Board directors of U.S. public companies going public with dual-class share structures were identified in a list released Wednesday by the Council of Institutional Investors.
CII's "Dual-Class Enablers" lists the other boards those 159 directors also serve on. CII Executive Director Ken Bertsch said that can alert investors "who may want to raise concern about that in their engagement with other boards on which these directors serve."
"The board that brings a company to public markets with unequal voting rights is responsible for the decision to disempower public shareholders," Mr. Bertsch said in a statement.
The list, which will be updated, currently identifies 68 dual-class directors in 2018 and 91 so far for companies that made their IPO in 2019, and excludes companies with IPOs less than $200 million, special-purpose acquisition companies, foreign private issuers and real estate investment trusts.
It also does not include directors of dual-class IPO companies that put in place time-based "sunsets" of seven years or less to wind down to one class of stock with equal voting rights. The list focuses on directors of companies that made their initial public offering in 2018 and so far in 2019.
According to CII, dual-class structures with differential voting rights are becoming more popular with IPO companies, particularly in technology sectors, with 26% in the first half of 2019, up from 11% in 2018. The trend is partially offset by an increasing number of dual-class IPOs with sunset provisions.
The list "may cause directors of private companies that are considering an IPO to think more carefully about the benefits and costs of adopting a dual-class structure," and directors who serve on nominating committees at single-class companies may think twice about a candidate for board service who was responsible for taking a company public with an open-ended dual-class structure," Mr. Bertsch said.

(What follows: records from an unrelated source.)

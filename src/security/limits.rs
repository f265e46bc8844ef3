//! Response size limits.
//!
//! # Responsibilities
//! - Reject upstream responses whose declared `Content-Length` exceeds the ceiling
//! - Enforce the same ceiling while the body is being streamed
//!
//! # Design Decisions
//! - Declared-length violations return 413 before any body byte is written
//! - Streamed violations abort the copy; the status line is already gone by then

use axum::http::{header, HeaderMap};

/// Largest upstream body the relay will forward.
#[derive(Debug, Clone, Copy, PartialEq, Eq)]
pub struct ResponseLimit {
    max_bytes: u64,
}

impl ResponseLimit {
    pub fn new(max_bytes: u64) -> Self {
        Self { max_bytes }
    }

    pub fn max_bytes(&self) -> u64 {
        self.max_bytes
    }

    /// Whether `bytes` is over the ceiling. Exactly `max_bytes` is allowed.
    pub fn exceeded_by(&self, bytes: u64) -> bool {
        bytes > self.max_bytes
    }

    /// Check the upstream's declared length, if it declared one.
    ///
    /// Returns the offending length on violation.
    pub fn check_declared(&self, headers: &HeaderMap) -> Result<(), u64> {
        match declared_length(headers) {
            Some(len) if self.exceeded_by(len) => Err(len),
            _ => Ok(()),
        }
    }
}

/// Parse `Content-Length`, ignoring absent or malformed values.
pub fn declared_length(headers: &HeaderMap) -> Option<u64> {
    headers
        .get(header::CONTENT_LENGTH)?
        .to_str()
        .ok()?
        .trim()
        .parse()
        .ok()
}

/// Render a byte count for log lines, e.g. `50.0 MiB`.
pub fn format_bytes(bytes: u64) -> String {
    const UNITS: [&str; 5] = ["B", "KiB", "MiB", "GiB", "TiB"];
    if bytes < 1024 {
        return format!("{bytes} B");
    }
    let mut value = bytes as f64;
    let mut unit = 0;
    while value >= 1024.0 && unit < UNITS.len() - 1 {
        value /= 1024.0;
        unit += 1;
    }
    format!("{value:.1} {}", UNITS[unit])
}

#[cfg(test)]
mod tests {
    use super::*;
    use axum::http::HeaderValue;

    fn with_length(len: &str) -> HeaderMap {
        let mut headers = HeaderMap::new();
        headers.insert(header::CONTENT_LENGTH, HeaderValue::from_str(len).unwrap());
        headers
    }

    #[test]
    fn ceiling_is_inclusive() {
        let limit = ResponseLimit::new(52_428_800);
        assert_eq!(limit.check_declared(&with_length("52428800")), Ok(()));
        assert_eq!(limit.check_declared(&with_length("52428801")), Err(52_428_801));
    }

    #[test]
    fn missing_or_garbage_length_passes() {
        let limit = ResponseLimit::new(10);
        assert_eq!(limit.check_declared(&HeaderMap::new()), Ok(()));
        assert_eq!(limit.check_declared(&with_length("lots")), Ok(()));
    }

    #[test]
    fn formats_sizes() {
        assert_eq!(format_bytes(0), "0 B");
        assert_eq!(format_bytes(1536), "1.5 KiB");
        assert_eq!(format_bytes(52_428_800), "50.0 MiB");
    }
}
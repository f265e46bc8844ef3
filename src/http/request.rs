//! Request handling and transformation.
//!
//! # Responsibilities
//! - Generate a request ID for log correlation
//! - Turn the validated inbound request into the outbound one
//!
//! # Design Decisions
//! - Request ID added as early as possible for tracing, never sent upstream
//!   or back to the caller
//! - The outbound request reuses the inbound method and end-to-end headers;
//!   the client writes `Host` from the target URL

use std::net::SocketAddr;

use axum::http::{request::Parts, Method};
use uuid::Uuid;

use crate::routing::Target;
use crate::security::headers::outbound_headers;

/// Per-request identity shared by every log line of one relay.
#[derive(Debug, Clone)]
pub struct RelayContext {
    pub request_id: Uuid,
    pub remote_addr: SocketAddr,
    pub method: Method,
}

impl RelayContext {
    pub fn new(remote_addr: SocketAddr, method: Method) -> Self {
        Self {
            request_id: Uuid::new_v4(),
            remote_addr,
            method,
        }
    }
}

/// Build the upstream request for `target` from the inbound request parts.
pub fn build_outbound(
    client: &reqwest::Client,
    parts: &Parts,
    target: &Target,
) -> reqwest::Result<reqwest::Request> {
    client
        .request(parts.method.clone(), target.url().clone())
        .headers(outbound_headers(&parts.headers))
        .build()
}
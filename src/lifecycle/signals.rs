//! OS signal handling.
//!
//! # Responsibilities
//! - Wait for SIGTERM or SIGINT
//! - Translate either into a shutdown trigger

use crate::lifecycle::Shutdown;

/// Wait for SIGTERM or SIGINT (Ctrl+C).
pub async fn shutdown_signal() {
    let ctrl_c = tokio::signal::ctrl_c();

    #[cfg(unix)]
    {
        match tokio::signal::unix::signal(tokio::signal::unix::SignalKind::terminate()) {
            Ok(mut sigterm) => {
                tokio::select! {
                    _ = ctrl_c => {}
                    _ = sigterm.recv() => {}
                }
            }
            Err(e) => {
                tracing::warn!(error = %e, "Failed to install SIGTERM handler");
                ctrl_c.await.ok();
            }
        }
    }

    #[cfg(not(unix))]
    {
        ctrl_c.await.ok();
    }
}

/// Trigger `shutdown` once a termination signal arrives.
pub fn spawn_signal_listener(shutdown: &Shutdown) -> tokio::task::JoinHandle<()> {
    let trigger = shutdown.clone();
    tokio::spawn(async move {
        shutdown_signal().await;
        tracing::info!("Termination signal received");
        trigger.trigger();
    })
}
//! imgproxy
//!
//! # Architecture Overview
//!
//! ```text
//!                       ┌───────────────────────────────────────────────┐
//!                       │                   IMGPROXY                    │
//!   GET /{b64url}.png   │  ┌──────────┐   ┌─────────┐   ┌───────────┐   │
//!  ─────────────────────┼─▶│ net      │──▶│ http    │──▶│ routing   │   │
//!    :80 plain          │  │ listener │   │ server  │   │ decode +  │   │
//!    :443 TLS (ephem.)  │  └──────────┘   └─────────┘   │ validate  │   │
//!                       │                               └─────┬─────┘   │
//!                       │                                     ▼         │
//!   streamed response   │  ┌──────────┐   ┌─────────┐   ┌───────────┐   │
//!  ◀────────────────────┼──│ response │◀──│ limits  │◀──│ upstream  │◀──┼── target
//!                       │  │ + version│   │ 413 /cap│   │ client    │   │
//!                       │  └──────────┘   └─────────┘   └───────────┘   │
//!                       └───────────────────────────────────────────────┘
//! ```

use clap::Parser;

use imgproxy::config::{load_config, Args};
use imgproxy::lifecycle::{self, signals, Shutdown};
use imgproxy::observability::logging;
use imgproxy::{encode_target, VERSION};

#[tokio::main]
async fn main() {
    let args = Args::parse();

    // Utility mode: no logging, no listeners.
    if let Some(value) = args.encode.as_deref() {
        println!("{}", encode_target(value));
        return;
    }

    logging::init();

    tracing::info!(version = VERSION, "imgproxy starting");

    let config = match load_config(&args) {
        Ok(config) => config,
        Err(e) => {
            tracing::error!(error = %e, "Invalid configuration");
            std::process::exit(1);
        }
    };

    tracing::info!(
        http_address = %config.listener.http_addr(),
        https_address = %config.listener.https_addr(),
        upstream_timeout_secs = config.timeouts.upstream_secs,
        max_response_bytes = config.limits.max_response_bytes,
        "Configuration loaded"
    );

    let shutdown = Shutdown::new();
    let _signals = signals::spawn_signal_listener(&shutdown);

    if let Err(e) = lifecycle::start(config, VERSION, &shutdown).await {
        tracing::error!(error = %e, "Fatal error");
        std::process::exit(1);
    }

    tracing::info!("Shutdown complete");
}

Differential voting rights are a key issue for CII, which represents pension funds and other long-term investors. Last October, CII petitioned the New York Stock Exchange and the Nasdaq, asking them to amend their listing standards to require that companies seeking to list with multiple share classes and differential voting rights include sunset provisions to convert the share structure within seven years of an IPO to one share/one vote.
That would ameliorate concerns for CII and other investors about the lack of accountability, Mr. Bertsch said in the statement.
Differential voting rights are a key issue for CII, which represents pension funds and other long-term investors with combined assets of $4 trillion. Associate members include non-U.S. asset owners with more than $4 trillion in assets and asset managers with more than $35 trillion in assets under management.